**Material for this task:**

########

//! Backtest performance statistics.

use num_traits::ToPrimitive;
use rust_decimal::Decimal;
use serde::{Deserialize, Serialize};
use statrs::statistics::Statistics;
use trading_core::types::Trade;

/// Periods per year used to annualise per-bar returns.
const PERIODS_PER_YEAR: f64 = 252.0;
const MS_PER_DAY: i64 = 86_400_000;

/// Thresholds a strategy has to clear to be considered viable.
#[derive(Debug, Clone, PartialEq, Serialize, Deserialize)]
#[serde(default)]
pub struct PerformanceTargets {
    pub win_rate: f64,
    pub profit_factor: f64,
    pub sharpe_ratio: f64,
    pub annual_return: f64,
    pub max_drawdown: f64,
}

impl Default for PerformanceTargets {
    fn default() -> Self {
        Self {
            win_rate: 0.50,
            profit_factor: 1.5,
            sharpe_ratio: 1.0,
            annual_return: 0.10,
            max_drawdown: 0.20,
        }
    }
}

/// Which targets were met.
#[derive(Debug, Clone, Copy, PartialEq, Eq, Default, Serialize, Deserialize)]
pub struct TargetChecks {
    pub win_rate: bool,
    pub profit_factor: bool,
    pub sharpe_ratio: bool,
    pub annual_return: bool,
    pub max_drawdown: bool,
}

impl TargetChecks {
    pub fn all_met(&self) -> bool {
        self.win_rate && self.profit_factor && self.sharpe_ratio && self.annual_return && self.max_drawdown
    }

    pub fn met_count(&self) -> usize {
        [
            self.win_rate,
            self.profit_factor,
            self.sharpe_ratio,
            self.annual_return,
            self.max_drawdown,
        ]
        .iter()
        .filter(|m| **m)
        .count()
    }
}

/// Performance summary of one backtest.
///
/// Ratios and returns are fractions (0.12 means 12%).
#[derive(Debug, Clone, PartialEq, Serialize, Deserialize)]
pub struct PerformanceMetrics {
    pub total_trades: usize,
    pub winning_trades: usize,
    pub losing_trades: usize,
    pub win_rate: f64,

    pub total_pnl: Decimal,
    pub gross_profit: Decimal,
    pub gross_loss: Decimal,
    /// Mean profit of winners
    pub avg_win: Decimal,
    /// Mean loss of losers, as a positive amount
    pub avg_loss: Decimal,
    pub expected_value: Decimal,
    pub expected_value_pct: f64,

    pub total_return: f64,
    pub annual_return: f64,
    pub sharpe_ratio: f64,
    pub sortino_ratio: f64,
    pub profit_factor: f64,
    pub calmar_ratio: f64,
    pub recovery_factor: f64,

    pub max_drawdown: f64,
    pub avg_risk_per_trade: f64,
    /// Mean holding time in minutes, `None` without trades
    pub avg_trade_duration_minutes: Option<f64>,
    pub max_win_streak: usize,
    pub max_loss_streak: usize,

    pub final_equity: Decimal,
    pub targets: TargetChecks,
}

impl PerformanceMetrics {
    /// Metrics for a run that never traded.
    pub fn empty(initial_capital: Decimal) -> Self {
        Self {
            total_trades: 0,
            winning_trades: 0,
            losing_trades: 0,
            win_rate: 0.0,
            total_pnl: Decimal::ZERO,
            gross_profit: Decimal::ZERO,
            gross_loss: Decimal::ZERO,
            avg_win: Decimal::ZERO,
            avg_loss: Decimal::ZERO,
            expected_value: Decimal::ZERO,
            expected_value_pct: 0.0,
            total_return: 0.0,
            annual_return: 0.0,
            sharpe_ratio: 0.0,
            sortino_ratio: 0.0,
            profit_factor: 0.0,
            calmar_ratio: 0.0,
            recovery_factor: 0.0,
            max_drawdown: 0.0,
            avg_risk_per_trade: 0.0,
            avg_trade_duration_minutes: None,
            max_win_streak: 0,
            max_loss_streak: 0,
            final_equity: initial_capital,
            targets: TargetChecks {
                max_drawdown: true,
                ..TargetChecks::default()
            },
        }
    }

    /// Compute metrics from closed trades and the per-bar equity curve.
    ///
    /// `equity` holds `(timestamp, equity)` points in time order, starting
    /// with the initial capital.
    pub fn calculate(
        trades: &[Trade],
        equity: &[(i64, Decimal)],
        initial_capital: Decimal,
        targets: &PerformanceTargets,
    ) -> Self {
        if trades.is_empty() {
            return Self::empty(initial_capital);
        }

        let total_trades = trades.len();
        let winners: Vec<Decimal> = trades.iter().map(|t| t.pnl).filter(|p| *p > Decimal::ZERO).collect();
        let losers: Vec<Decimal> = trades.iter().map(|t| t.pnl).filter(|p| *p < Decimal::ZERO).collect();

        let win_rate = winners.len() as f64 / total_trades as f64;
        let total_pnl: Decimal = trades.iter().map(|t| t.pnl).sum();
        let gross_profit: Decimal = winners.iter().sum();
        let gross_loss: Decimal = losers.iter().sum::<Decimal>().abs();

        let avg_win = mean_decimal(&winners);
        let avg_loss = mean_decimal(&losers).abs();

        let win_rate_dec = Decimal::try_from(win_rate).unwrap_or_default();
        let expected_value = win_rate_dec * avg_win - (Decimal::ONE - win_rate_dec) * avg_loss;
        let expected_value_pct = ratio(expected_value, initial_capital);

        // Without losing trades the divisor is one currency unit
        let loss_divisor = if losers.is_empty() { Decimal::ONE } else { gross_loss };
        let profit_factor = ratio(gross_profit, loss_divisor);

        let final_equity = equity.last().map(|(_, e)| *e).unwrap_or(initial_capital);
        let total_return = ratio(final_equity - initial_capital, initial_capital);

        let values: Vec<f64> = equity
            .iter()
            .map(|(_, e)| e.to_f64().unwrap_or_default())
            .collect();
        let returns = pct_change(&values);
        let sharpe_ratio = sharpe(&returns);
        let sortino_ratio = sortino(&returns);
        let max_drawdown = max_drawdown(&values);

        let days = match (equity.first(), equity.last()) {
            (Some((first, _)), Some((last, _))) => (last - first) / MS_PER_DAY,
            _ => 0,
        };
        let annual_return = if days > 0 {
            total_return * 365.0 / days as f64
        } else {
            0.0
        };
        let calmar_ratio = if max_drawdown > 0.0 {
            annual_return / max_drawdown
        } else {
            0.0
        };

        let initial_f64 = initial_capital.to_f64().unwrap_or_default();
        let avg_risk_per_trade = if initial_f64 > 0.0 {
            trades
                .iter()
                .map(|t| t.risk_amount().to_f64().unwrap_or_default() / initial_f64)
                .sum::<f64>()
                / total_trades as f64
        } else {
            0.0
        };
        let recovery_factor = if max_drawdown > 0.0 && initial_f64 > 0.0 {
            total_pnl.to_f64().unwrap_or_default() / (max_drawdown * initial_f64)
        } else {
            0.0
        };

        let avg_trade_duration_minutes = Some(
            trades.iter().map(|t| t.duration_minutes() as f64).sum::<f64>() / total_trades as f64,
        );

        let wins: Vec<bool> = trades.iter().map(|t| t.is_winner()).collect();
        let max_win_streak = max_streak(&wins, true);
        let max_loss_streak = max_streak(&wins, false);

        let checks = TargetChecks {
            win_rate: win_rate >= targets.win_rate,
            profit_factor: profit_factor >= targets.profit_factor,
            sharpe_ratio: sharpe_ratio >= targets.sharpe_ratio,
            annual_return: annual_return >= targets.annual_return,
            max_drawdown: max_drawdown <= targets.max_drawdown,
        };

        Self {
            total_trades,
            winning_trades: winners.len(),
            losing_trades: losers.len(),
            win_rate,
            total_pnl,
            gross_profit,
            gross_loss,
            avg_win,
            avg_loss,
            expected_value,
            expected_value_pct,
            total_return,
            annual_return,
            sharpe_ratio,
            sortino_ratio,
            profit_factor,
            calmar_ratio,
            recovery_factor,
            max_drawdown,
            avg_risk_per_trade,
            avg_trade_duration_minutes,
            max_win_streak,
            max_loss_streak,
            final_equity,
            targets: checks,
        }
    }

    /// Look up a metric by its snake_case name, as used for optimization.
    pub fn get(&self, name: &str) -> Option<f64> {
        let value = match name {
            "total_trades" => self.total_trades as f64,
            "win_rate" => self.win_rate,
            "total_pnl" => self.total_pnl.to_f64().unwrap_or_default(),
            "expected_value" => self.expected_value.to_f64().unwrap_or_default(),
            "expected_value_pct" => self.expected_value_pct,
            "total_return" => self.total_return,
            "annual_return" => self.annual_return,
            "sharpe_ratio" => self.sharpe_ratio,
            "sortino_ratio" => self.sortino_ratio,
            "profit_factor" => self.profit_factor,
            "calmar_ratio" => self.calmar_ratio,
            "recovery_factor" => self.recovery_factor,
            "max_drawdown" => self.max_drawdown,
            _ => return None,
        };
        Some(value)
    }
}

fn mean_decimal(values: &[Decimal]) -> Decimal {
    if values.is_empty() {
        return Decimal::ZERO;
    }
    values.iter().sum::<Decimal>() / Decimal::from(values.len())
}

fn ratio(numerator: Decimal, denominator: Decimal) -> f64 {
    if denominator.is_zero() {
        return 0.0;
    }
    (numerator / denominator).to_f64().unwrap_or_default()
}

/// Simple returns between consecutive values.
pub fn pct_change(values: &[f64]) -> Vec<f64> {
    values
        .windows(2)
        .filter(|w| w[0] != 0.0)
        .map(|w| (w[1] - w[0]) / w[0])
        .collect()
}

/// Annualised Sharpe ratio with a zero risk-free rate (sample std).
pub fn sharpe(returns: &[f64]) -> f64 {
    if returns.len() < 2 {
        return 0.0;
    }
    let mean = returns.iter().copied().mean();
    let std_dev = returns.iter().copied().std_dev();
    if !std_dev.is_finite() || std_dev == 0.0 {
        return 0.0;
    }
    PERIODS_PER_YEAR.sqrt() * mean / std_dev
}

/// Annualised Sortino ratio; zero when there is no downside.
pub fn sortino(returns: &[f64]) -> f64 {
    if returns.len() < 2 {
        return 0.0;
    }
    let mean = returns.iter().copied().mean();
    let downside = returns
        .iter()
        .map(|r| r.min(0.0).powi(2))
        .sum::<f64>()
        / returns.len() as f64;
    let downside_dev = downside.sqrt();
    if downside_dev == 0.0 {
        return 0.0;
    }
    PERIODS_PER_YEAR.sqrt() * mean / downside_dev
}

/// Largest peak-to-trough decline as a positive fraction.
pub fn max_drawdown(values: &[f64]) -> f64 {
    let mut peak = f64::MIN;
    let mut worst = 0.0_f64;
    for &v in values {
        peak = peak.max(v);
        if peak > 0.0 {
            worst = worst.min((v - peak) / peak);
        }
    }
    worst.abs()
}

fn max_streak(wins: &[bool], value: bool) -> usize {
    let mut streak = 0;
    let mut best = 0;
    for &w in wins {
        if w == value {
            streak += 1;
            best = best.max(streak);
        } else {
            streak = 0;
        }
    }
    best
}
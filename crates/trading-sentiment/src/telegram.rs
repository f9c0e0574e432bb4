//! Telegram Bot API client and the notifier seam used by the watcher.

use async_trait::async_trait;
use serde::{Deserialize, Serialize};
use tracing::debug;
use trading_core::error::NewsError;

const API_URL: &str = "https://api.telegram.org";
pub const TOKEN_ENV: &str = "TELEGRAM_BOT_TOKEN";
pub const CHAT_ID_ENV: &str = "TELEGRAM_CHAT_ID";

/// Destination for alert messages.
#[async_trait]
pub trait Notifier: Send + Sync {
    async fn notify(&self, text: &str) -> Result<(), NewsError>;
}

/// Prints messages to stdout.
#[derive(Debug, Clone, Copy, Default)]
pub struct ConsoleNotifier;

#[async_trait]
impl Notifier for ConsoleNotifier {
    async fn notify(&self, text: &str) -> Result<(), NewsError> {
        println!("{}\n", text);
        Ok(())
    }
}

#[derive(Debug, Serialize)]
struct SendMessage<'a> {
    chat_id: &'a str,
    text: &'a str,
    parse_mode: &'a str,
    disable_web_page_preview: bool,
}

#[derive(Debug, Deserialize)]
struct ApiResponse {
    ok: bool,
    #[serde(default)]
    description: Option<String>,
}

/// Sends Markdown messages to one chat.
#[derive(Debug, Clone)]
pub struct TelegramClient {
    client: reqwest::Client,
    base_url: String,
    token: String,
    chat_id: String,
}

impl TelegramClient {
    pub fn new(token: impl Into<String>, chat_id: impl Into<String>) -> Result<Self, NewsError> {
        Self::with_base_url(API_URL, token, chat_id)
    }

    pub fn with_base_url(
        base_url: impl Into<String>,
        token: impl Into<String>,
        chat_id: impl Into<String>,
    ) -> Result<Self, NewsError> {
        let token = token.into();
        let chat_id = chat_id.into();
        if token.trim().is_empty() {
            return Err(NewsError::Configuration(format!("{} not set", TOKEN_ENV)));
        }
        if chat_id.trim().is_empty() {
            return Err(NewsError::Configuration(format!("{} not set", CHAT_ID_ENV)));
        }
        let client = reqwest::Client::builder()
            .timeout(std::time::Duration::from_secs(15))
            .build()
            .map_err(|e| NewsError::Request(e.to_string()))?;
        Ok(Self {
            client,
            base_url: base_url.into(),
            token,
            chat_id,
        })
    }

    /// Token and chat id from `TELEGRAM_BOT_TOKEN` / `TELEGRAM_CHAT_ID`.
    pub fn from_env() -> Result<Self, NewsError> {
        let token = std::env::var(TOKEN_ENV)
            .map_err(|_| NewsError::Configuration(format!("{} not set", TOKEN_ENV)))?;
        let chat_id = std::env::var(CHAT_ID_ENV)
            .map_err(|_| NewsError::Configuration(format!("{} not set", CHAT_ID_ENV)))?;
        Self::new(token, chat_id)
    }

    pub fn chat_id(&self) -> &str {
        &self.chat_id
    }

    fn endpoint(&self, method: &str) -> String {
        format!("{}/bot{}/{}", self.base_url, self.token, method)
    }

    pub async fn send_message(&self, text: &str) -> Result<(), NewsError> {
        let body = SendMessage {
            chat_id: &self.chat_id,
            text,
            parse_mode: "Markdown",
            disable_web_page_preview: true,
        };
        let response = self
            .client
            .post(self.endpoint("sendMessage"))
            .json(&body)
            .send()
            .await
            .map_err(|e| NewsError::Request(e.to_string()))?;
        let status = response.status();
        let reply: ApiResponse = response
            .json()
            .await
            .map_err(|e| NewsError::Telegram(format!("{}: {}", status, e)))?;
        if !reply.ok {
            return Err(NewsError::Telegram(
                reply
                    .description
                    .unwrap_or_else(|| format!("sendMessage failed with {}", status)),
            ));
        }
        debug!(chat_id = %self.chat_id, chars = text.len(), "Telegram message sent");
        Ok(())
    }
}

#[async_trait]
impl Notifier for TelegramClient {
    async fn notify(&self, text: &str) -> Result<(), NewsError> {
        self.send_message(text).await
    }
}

########

**Work order:** Your task is to retype the entries verbatim, starting with the line that holds "fn max_streak(wins: &[bool], value: bool)" and stopping after the line that holds "pub const TOKEN_ENV: &str".

**Problem solution:**
fn max_streak(wins: &[bool], value: bool) -> usize {
    let mut streak = 0;
    let mut best = 0;
    for &w in wins {
        if w == value {
            streak += 1;
            best = best.max(streak);
        } else {
            streak = 0;
        }
    }
    best
}
filename crates/trading-sentiment/src/telegram.rs
repository f9c0e0574e432bb4
//! Telegram Bot API client and the notifier seam used by the watcher.

use async_trait::async_trait;
use serde::{Deserialize, Serialize};
use tracing::debug;
use trading_core::error::NewsError;

const API_URL: &str = "https://api.telegram.org";
pub const TOKEN_ENV: &str = "TELEGRAM_BOT_TOKEN";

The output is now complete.